Using the listing below, show all lines that hold the word "commands".
[[ MATERIAL SUPPLIED, beginning ]]
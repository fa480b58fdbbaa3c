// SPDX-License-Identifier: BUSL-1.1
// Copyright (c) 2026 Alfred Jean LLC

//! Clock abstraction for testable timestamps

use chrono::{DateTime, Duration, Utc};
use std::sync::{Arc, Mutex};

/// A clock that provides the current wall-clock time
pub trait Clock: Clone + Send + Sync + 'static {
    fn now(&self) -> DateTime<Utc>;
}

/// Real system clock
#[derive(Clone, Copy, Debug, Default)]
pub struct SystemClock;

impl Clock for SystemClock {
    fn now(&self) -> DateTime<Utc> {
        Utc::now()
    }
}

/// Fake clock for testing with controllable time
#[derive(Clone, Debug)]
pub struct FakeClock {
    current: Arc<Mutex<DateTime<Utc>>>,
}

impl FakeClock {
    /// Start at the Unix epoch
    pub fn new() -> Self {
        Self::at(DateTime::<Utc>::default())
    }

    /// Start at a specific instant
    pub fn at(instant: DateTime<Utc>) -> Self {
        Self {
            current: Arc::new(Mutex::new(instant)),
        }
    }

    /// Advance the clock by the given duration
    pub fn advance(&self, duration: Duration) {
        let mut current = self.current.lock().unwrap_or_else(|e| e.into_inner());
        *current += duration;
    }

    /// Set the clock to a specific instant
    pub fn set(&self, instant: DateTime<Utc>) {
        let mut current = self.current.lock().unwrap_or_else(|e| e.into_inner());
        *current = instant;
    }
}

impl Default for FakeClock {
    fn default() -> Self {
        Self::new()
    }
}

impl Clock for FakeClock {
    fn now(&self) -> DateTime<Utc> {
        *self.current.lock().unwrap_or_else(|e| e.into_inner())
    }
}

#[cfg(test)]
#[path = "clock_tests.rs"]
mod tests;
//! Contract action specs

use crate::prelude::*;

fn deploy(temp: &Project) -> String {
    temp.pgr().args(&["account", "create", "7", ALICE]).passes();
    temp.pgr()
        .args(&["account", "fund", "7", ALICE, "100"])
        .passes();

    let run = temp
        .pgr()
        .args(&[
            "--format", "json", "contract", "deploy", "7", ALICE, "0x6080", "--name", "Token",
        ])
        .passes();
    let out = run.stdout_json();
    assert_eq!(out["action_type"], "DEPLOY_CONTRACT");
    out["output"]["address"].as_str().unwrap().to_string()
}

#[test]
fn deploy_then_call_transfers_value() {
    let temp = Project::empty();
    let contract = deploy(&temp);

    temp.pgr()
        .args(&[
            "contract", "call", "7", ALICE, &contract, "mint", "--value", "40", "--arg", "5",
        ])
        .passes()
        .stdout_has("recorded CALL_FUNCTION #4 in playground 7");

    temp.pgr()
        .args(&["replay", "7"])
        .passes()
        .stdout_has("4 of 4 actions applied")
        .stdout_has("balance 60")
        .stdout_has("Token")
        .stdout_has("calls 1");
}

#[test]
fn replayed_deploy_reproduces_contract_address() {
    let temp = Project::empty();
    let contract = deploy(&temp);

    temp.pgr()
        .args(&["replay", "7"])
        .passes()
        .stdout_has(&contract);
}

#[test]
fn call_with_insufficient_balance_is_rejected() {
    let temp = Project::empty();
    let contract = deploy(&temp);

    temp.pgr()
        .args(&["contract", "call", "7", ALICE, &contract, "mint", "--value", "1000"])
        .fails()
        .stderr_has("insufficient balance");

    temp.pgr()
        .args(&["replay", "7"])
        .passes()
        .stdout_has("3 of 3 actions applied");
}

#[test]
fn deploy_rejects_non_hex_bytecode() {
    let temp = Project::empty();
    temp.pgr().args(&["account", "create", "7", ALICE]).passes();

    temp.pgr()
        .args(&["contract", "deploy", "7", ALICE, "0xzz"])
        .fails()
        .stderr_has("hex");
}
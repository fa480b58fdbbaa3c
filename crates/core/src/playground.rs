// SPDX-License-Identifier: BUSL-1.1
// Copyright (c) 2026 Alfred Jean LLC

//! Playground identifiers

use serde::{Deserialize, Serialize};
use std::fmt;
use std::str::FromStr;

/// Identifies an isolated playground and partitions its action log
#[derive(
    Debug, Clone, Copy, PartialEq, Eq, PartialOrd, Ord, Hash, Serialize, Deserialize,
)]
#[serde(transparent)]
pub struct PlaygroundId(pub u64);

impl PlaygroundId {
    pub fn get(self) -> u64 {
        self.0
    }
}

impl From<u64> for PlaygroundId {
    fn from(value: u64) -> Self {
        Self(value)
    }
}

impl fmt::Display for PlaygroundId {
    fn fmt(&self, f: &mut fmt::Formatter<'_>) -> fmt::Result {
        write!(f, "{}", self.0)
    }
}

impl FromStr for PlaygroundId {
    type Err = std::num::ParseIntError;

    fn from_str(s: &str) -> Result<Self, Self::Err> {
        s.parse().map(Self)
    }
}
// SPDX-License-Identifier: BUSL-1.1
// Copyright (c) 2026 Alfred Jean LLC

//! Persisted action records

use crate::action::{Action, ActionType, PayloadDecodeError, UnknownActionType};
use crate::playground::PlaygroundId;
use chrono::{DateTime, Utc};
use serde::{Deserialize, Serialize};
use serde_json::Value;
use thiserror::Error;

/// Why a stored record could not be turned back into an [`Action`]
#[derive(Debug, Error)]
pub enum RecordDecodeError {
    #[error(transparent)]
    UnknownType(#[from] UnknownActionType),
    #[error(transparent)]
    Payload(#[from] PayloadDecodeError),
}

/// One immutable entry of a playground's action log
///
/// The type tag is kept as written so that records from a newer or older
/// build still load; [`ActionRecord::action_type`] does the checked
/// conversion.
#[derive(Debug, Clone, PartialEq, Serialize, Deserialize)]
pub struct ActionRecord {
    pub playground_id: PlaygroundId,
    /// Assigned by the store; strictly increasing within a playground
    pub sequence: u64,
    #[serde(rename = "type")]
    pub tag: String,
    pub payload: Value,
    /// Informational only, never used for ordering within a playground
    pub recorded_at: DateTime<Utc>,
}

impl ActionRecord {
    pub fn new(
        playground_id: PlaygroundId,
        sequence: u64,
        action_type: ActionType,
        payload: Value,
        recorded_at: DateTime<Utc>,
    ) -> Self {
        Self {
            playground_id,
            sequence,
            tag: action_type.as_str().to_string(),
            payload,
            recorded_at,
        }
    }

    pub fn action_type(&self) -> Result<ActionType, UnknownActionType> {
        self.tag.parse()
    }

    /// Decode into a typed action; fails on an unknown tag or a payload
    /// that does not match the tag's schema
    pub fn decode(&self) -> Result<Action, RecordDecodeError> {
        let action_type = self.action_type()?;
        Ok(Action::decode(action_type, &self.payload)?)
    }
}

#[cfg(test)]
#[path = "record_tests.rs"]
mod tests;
[[ MATERIAL SUPPLIED, end ]]
[[ MATERIAL SUPPLIED, beginning ]]
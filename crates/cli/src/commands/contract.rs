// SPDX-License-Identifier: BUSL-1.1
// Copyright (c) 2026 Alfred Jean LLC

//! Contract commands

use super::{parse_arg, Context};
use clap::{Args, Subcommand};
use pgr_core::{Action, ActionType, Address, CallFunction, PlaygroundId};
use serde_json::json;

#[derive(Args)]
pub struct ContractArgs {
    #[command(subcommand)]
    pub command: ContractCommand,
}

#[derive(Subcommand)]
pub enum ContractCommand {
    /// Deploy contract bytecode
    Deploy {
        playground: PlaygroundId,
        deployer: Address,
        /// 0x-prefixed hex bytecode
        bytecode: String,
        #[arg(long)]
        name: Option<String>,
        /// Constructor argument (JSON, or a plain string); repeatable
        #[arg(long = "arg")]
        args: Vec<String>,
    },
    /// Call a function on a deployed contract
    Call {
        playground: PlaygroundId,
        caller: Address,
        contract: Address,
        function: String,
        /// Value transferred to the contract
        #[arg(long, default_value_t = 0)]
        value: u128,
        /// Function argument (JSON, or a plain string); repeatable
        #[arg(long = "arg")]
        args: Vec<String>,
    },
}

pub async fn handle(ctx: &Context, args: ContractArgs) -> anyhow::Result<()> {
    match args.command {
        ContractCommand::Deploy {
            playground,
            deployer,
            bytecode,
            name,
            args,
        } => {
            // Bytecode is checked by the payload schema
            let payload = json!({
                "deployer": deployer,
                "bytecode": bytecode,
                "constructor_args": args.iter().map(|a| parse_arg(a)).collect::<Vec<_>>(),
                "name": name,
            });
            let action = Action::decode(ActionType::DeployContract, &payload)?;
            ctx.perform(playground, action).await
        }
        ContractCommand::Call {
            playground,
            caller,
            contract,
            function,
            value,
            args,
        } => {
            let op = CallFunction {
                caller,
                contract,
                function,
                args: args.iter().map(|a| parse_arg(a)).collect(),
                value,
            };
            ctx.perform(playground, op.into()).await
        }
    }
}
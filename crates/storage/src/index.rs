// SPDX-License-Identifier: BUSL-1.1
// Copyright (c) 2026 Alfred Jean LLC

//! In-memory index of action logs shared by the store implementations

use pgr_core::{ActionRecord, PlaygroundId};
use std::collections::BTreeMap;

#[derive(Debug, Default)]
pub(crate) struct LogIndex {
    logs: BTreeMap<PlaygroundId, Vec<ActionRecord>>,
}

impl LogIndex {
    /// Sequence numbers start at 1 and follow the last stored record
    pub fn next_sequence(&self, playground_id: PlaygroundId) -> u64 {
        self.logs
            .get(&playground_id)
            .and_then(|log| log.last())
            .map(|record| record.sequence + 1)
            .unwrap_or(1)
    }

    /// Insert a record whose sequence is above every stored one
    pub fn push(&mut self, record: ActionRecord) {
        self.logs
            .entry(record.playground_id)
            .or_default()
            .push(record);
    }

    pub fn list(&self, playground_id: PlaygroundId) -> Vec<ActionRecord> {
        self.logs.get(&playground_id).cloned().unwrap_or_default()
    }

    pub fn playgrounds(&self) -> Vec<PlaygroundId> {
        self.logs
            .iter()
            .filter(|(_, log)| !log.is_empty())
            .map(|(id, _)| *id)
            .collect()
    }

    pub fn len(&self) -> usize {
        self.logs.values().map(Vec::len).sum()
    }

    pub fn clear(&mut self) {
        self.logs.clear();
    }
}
[[ MATERIAL SUPPLIED, end ]]
> **OUTPUT FOR THIS TASK**:
filename crates/cli/src/commands/contract.rs
//! Contract commands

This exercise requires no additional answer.